Vercingetorix (died 46 BC), chieftain of the Arverni, led the great Gallic revolt against the Romans in 53 and 52 BC. His name in Gaulish means “over-king” (ver-rix) of warriors (cingetos).

As described in Julius Caesar’s Gallic_Wars, Rome had secured domination over the Celtic tribes beyond the Provincia Narbonensis (modern day Provence) through a careful strategy of divide and conquer. Vercingetorix ably unified the tribes, adopted the policy of retreating to natural fortifications, and undertook an early example of scorched_earth methods by burning the towns to prevent the Roman legions from living off the land.

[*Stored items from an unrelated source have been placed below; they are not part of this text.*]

use super::{single, CallContext, Credentials, ProviderAdapter};
use crate::error::ErrorKind;
use crate::types::{EventStream, Request, ResponseEvent};
use crate::{Error, Result};
use async_trait::async_trait;
use std::sync::Arc;

/// Adapter for offline mode. It refuses to configure and answers every request
/// with `Error(Unauthorized)`, so offline mode can never look functional.
#[derive(Debug, Default)]
pub struct OfflineAdapter;

impl OfflineAdapter {
    pub fn new() -> Self {
        Self
    }
}

#[async_trait]
impl ProviderAdapter for OfflineAdapter {
    fn name(&self) -> &str {
        "offline"
    }

    async fn configure(&self, _credentials: Option<&Credentials>) -> Result<()> {
        Err(Error::configuration("offline mode cannot be configured"))
    }

    fn is_configured(&self) -> bool {
        false
    }

    fn send(self: Arc<Self>, _request: Arc<Request>, _ctx: CallContext) -> EventStream {
        single(ResponseEvent::error(
            ErrorKind::Unauthorized,
            "offline mode: no AI provider is available",
        ))
    }

    async fn probe(&self) -> Result<()> {
        Err(Error::Offline)
    }

    async fn available_models(&self) -> Result<Vec<String>> {
        Ok(Vec::new())
    }
}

Caesar and his chief lieutenant Labienus lost the initial minor engagements, but captured the tribal capital at Avaricum (Bourges), and then overtook and encircled Vercingetorix at Alesia. Vercintegorix summoned his Gallic allies to attack the besieging Romans, prompting Caesar to build a legendary doughnut-shaped fortification: an inner wall and siegecraft to attack the Arvernian garrison, and an outer defensive perimeter to protect against the attempted relief.

Caesar decisively defeated both forces. Vercingetorix was captured and imprisoned in the Tullianum in Rome for five years, before being publicly displayed and beheaded as part of Caesar’s triumph in 46 BC.